Individuals earning below the tax filing threshold of $10,150 will not pay a penalty. Others earning above $10,150 will pay based on earnings over the tax threshold of $10,150.
For taxes filed for the year 2014:
- Individuals earning between $10,150 and $19650, there is a flat penalty fee of $95 per adult (47.50 per child under 18). Thus, a single adult making $19,000 would pay $95 (1×95); a family of two adults at $19,000 would pay $190 (2×95); and a family of one adult and one child at $19,000 would pay $142.50 (95+47.50). The maximum penalty per family with a household income below $19,650 is $285.
- Individuals earning above $19,650, will be required to pay a penalty equal to 1% of their annual income. For example, a single adult employee earning $40,000 per year would be required to pay $400 (40,000×1%). Whereas, a family of six with two adults each making $50,000, the total income would be $100,000. Therefore the family would pay $1,000 (100,000×1%).

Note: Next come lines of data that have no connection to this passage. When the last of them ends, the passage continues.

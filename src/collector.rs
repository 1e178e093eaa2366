//! Collector adapter (spec.md §4.H): bridges the scrape coordinator to
//! the `prometheus` registry's synchronous `Collector` trait.
//!
//! Every sample's label set is only known after a scrape runs, so this
//! mirrors the original's `Describe = DescribeByCollect` idiom rather
//! than declaring a fixed, ahead-of-time label schema: `desc()` returns
//! nothing and every `MetricFamily` is constructed fresh inside
//! `collect()`, one `Desc` per distinct (metric name, label name set)
//! pair actually observed that scrape.

use std::sync::Arc;

use prometheus::core::{Collector, Desc};
use prometheus::proto::{Counter, Gauge, LabelPair, Metric, MetricFamily, MetricType as ProtoMetricType};
use tokio::sync::RwLock;
use tracing::error;

use crate::config::Config;
use crate::models::{MetricData, MetricType};
use crate::tenant::Tenant;

pub struct ExporterCollector {
    config: Arc<Config>,
    tenants: Arc<RwLock<Vec<Tenant>>>,
}

impl ExporterCollector {
    pub fn new(config: Arc<Config>, tenants: Arc<RwLock<Vec<Tenant>>>) -> Self {
        Self { config, tenants }
    }

    async fn scrape(&self) -> Vec<MetricData> {
        let tenants = self.tenants.read().await;
        crate::scrape::run_scrape(&self.config, &tenants).await
    }
}

impl Collector for ExporterCollector {
    fn desc(&self) -> Vec<&Desc> {
        Vec::new()
    }

    fn collect(&self) -> Vec<MetricFamily> {
        let data = tokio::task::block_in_place(|| {
            tokio::runtime::Handle::current().block_on(self.scrape())
        });
        build_families(&data)
    }
}

fn build_families(data: &[MetricData]) -> Vec<MetricFamily> {
    let mut families = Vec::new();
    for metric in data {
        families.extend(build_metric_families(metric));
    }
    families
}

/// Groups a metric's samples by their label-name set, since the adapter
/// must tolerate samples for the same name carrying different label
/// sets (spec.md §4.H) — each group becomes its own `MetricFamily`
/// sharing the same name, help, and type.
fn build_metric_families(data: &MetricData) -> Vec<MetricFamily> {
    let mut groups: Vec<(Vec<String>, Vec<Metric>)> = Vec::new();
    let proto_type = match data.metric_type {
        MetricType::Gauge => ProtoMetricType::GAUGE,
        MetricType::Counter => ProtoMetricType::COUNTER,
    };

    for record in &data.records {
        let metric = const_metric(data.metric_type, record);
        match groups.iter_mut().find(|(labels, _)| labels == &record.labels) {
            Some((_, metrics)) => metrics.push(metric),
            None => groups.push((record.labels.clone(), vec![metric])),
        }
    }

    groups
        .into_iter()
        .map(|(_, metrics)| {
            let mut family = MetricFamily::default();
            family.set_name(data.name.clone());
            family.set_help(data.help.clone());
            family.set_field_type(proto_type);
            *family.mut_metric() = metrics.into();
            family
        })
        .collect()
}

fn const_metric(metric_type: MetricType, record: &crate::models::MetricRecord) -> Metric {
    let mut metric = Metric::default();
    let labels: Vec<LabelPair> = record
        .label_pairs()
        .map(|(name, value)| {
            let mut pair = LabelPair::default();
            pair.set_name(name.to_owned());
            pair.set_value(value.to_owned());
            pair
        })
        .collect();
    metric.set_label(labels);

    match metric_type {
        MetricType::Gauge => {
            let mut gauge = Gauge::default();
            gauge.set_value(record.value);
            metric.set_gauge(gauge);
        }
        MetricType::Counter => {
            let mut counter = Counter::default();
            counter.set_value(record.value);
            metric.set_counter(counter);
        }
    }
    metric
}

/// Registers default process metrics with the registry only at debug log
/// level, matching the teacher's conditional instrumentation and
/// carrying over the original's "suppress noisy default collectors
/// outside debug" behavior (SPEC_FULL.md §3).
pub fn maybe_register_process_collector(registry: &prometheus::Registry, log_level: &str) {
    if !log_level.eq_ignore_ascii_case("debug") {
        return;
    }
    #[cfg(feature = "process")]
    {
        if let Err(err) = registry.register(Box::new(prometheus::process_collector::ProcessCollector::for_self())) {
            error!(%err, "failed to register process collector");
        }
    }
}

The maximum penalty for 2014 is $2,448 per individual annually, which is 1% of a yearly income of $244.800. Earnings above that for individuals are capped at the individual maximum penalty.
The maximum family penalty issued by the IRS was $12,240 for a five-member family, and will only impact households with a combined yearly income of $1.2 million or more.
*Remember these penalty rates are only for the year 2014, and will increase in 2015 and beyond. The 2015 penalties will be the greater of $325 per person or 2% of total income. 2016 Rates will rise further to the greater of $695 per person or 2.5% of total income. The years following 2016, the penalty rates will be adjusted according to inflation.